Written by Megan May Walsh
Edited by Jana Massoud
Encountering historic moments in the present often resembles standing still amongst a whirlwind of fervor and sometimes even fear. In the past couple of years alone, we as a society have collectively experienced enough history in the making to last several lifetimes, such as a global pandemic and a resurgence of the Black Lives Matter protests. Amidst the chaos of these moments, images emerged across news cycles, social media, and magazines, capturing stills of the state of the world long enough for us to attempt to make sense or, in the least, conceptualize everything happening around us.
Keith de Lellis Gallery, in its exhibition That’s LIFE, takes us back to 1936 to witness the images that capture both the big and the small moments in history until 1972 chronicled by Life Magazine. As one of the most renowned photographic magazines in the world, Life Magazine wove a photographic tapestry of history into existence. In one grand visual narrative, Life Magazine revolutionized how individuals witness history, but also how they memorialize it in their memory as well as the collective memory of future generations. That’s LIFE takes us on a visual journey through the years 1936 to 1972 of time’s remembered events in politics, war, culture, race, and sporting events.

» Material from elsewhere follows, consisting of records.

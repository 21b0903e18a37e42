//! Attribute-override driven selection of physical variants.

use super::artifact_set::{ResolvedArtifactSet, ResolvedVariant, ResolvedVariantCache};
use super::exclude::ExcludeSpec;
use super::{ArtifactSelector, VariantSupplier};
use crate::config::SelectionSettings;
use crate::core::SelectionError;
use crate::model::{
    ImmutableAttributes, LocalComponentMetadata, ModuleVersionId, VariantResolveMetadata,
    VariantSet,
};
use std::sync::Arc;

/// Selects physical variants by attribute overrides.
///
/// - Without overrides, the configuration's own variants are selected and the
///   candidate universe is never computed.
/// - With overrides, every candidate whose attributes do not contradict them is
///   eligible, and the candidates matching the most override keys win.
/// - Overrides whose keys no candidate carries keep the declared variants.
/// - If no candidate is eligible the call fails with
///   [`SelectionError::NoMatchingVariant`], unless lenient mode falls back to
///   the declared variants.
#[derive(Debug, Clone, Default)]
pub struct AttributeMatchingSelector {
    lenient_overrides: bool,
}

impl AttributeMatchingSelector {
    /// A strict selector.
    pub fn new() -> Self {
        Self::default()
    }

    /// A selector configured from settings.
    pub fn from_settings(settings: &SelectionSettings) -> Self {
        Self {
            lenient_overrides: settings.lenient_overrides,
        }
    }

    /// Whether unmatched overrides fall back to the declared variants.
    pub fn is_lenient(&self) -> bool {
        self.lenient_overrides
    }

    fn best_matches(
        candidates: &VariantSet,
        declared_variants: &VariantSet,
        overrides: &ImmutableAttributes,
    ) -> Vec<Arc<VariantResolveMetadata>> {
        let compatible: Vec<(usize, &Arc<VariantResolveMetadata>)> = candidates
            .iter()
            .filter(|variant| variant.attributes().is_compatible_with(overrides))
            .map(|variant| (variant.attributes().matching_keys(overrides), variant))
            .collect();

        let best = compatible.iter().map(|(score, _)| *score).max().unwrap_or(0);
        if best == 0 {
            // No candidate carries any override key; nothing sets a sibling apart.
            return declared_variants
                .iter()
                .filter(|variant| variant.attributes().is_compatible_with(overrides))
                .cloned()
                .collect();
        }
        compatible
            .into_iter()
            .filter(|(score, _)| *score == best)
            .map(|(_, variant)| Arc::clone(variant))
            .collect()
    }
}

fn resolve_variant(
    module: &ModuleVersionId,
    variant: &Arc<VariantResolveMetadata>,
    exclusions: &ExcludeSpec,
    overrides: &ImmutableAttributes,
) -> ResolvedVariant {
    let artifacts = variant
        .artifacts()
        .iter()
        .filter(|artifact| {
            let excluded = exclusions.excludes_artifact(module, artifact.name());
            if excluded {
                tracing::trace!(target: "selector", "excluding {}", artifact.name());
            }
            !excluded
        })
        .cloned()
        .collect();
    ResolvedVariant::new(Arc::clone(variant), variant.attributes().overlay(overrides), artifacts)
}

impl ArtifactSelector for AttributeMatchingSelector {
    fn resolve_artifacts(
        &self,
        component: &LocalComponentMetadata,
        scratch: &mut ResolvedVariantCache,
        all_variants: VariantSupplier<'_>,
        declared_variants: &VariantSet,
        exclusions: &ExcludeSpec,
        overrides: &ImmutableAttributes,
    ) -> anyhow::Result<ResolvedArtifactSet> {
        let module = component.module_version_id();
        if exclusions.excludes_module(module) {
            tracing::debug!(target: "selector", "{} excluded by {}", module, exclusions);
            return Ok(ResolvedArtifactSet::empty());
        }

        let selected: Vec<Arc<VariantResolveMetadata>> = if overrides.is_empty() {
            declared_variants.iter().cloned().collect()
        } else {
            let candidates = all_variants()?;
            let matches = Self::best_matches(&candidates, declared_variants, overrides);
            tracing::debug!(
                target: "selector",
                "{} of {} candidate variant(s) of {} match {}",
                matches.len(),
                candidates.len(),
                component.component_id(),
                overrides
            );
            if !matches.is_empty() {
                matches
            } else if self.lenient_overrides {
                tracing::warn!(
                    target: "selector",
                    "No variant of {} matches {}; using the declared variants",
                    component.component_id(),
                    overrides
                );
                declared_variants.iter().cloned().collect()
            } else {
                return Err(SelectionError::NoMatchingVariant {
                    component: component.component_id().to_string(),
                    overrides: overrides.to_string(),
                }
                .into());
            }
        };

        let variants = selected
            .iter()
            .map(|variant| {
                scratch.get_or_resolve(variant, || {
                    resolve_variant(module, variant, exclusions, overrides)
                })
            })
            .collect();
        Ok(ResolvedArtifactSet::new(variants))
    }
}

Throughout the exhibition, photographs of Cassius Clay celebrating his victory over Sonny Liston for the heavyweight boxing world title in 1964 confront images of young black students taunted by white supremacists in protest of Brown v. Board of Education Supreme Court case. Images of the nation’s first televised presidential debates between John F. Kennedy and Richard Nixon in 1960 stand alongside images of Kennedy spending summers in Hyannis Port with his wife and daughter and images of Kennedy’s assassination in Dallas, Texas, on November 22, 1963.
NASA images of astronauts Buzz Aldrin and Neil Armstrong on Apollo 11 hang on view in contrast to images of the mushroom cloud that appeared from nuclear explosion tests at Bikini Atoll in the Pacific Ocean in 1946. Portraits of time’s most important figures such as Ernest Hemingway, Winston Churchill, Marilyn Monroe, Elizabeth Taylor, Jane Russel, Dorothy Dandridge, Humphrey Bogart and Lauren Bacall are also on view. That’s LIFE is the history of 1936 to 1972 materialized as a visual archive, further memorializing the moments, voices, faces, and events deemed worthy of attention and remembrance.

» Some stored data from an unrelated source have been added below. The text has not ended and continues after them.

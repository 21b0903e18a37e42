//! Single artifact lookup.

use std::sync::Arc;
use variant_resolve::core::{ResolveError, user_friendly_error};
use variant_resolve::model::ArtifactName;
use variant_resolve::resolver::ComponentResolveState;
use variant_resolve::test_utils::ComponentBuilder;

fn state() -> ComponentResolveState {
    ComponentResolveState::new(
        ComponentBuilder::project(":lib")
            .configuration("runtimeElements")
            .artifact(ArtifactName::jar("jar"))
            .artifact(ArtifactName::jar("lib").with_classifier("sources"))
            .build(),
    )
}

#[test]
fn test_declared_artifact_is_found() {
    let state = state();
    let runtime = Arc::clone(&state.metadata().configurations()[0]);
    let handle = state.prepare_for_artifact_resolution(&runtime).unwrap();

    let artifact = handle.resolve_artifact(&ArtifactName::jar("jar")).unwrap();

    assert_eq!(artifact.name(), &ArtifactName::jar("jar"));
    assert_eq!(artifact.component_id(), state.metadata().component_id());
}

#[test]
fn test_missing_artifact_is_not_found() {
    let state = state();
    let runtime = Arc::clone(&state.metadata().configurations()[0]);
    let handle = state.prepare_for_artifact_resolution(&runtime).unwrap();

    let err = handle.resolve_artifact(&ArtifactName::jar("docs")).unwrap_err();

    assert!(err.is_not_found());
    assert!(matches!(
        &err,
        ResolveError::ArtifactNotFound { variant, artifact }
            if variant == "runtimeElements" && artifact == "docs.jar"
    ));

    let context = user_friendly_error(err.into());
    assert!(context.suggestion.is_some());
}

#[test]
fn test_lookup_matches_the_full_name() {
    let state = state();
    let runtime = Arc::clone(&state.metadata().configurations()[0]);
    let handle = state.prepare_for_artifact_resolution(&runtime).unwrap();

    assert!(handle.resolve_artifact(&ArtifactName::jar("lib")).is_err());
    assert!(handle.resolve_artifact(&ArtifactName::jar("lib").with_classifier("sources")).is_ok());
    assert!(handle.resolve_artifact(&ArtifactName::jar("jar").with_kind("zip")).is_err());
}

Peering into the stories that swarm behind the images of That’s LIFE allows us to grasp how individuals living through the times of 1936 to 1972 experienced their own history in the making. We can see the images of the times that pushed Americans to understand the events unfolding around them, and we can conceptualize a version of history from these images that we are to remember. Perhaps years from now there will be a visual archive chronicling the images of our times from masked crowds to BLM protestors to war-thwarted Afghanistan and Ukraine to January 6th riot on the capitol for future generations to witness how we experienced our own historical moments.
Keith de Lellis Gallery’s exhibition That’s LIFE will be on view from March 31st to May 26th, 2022.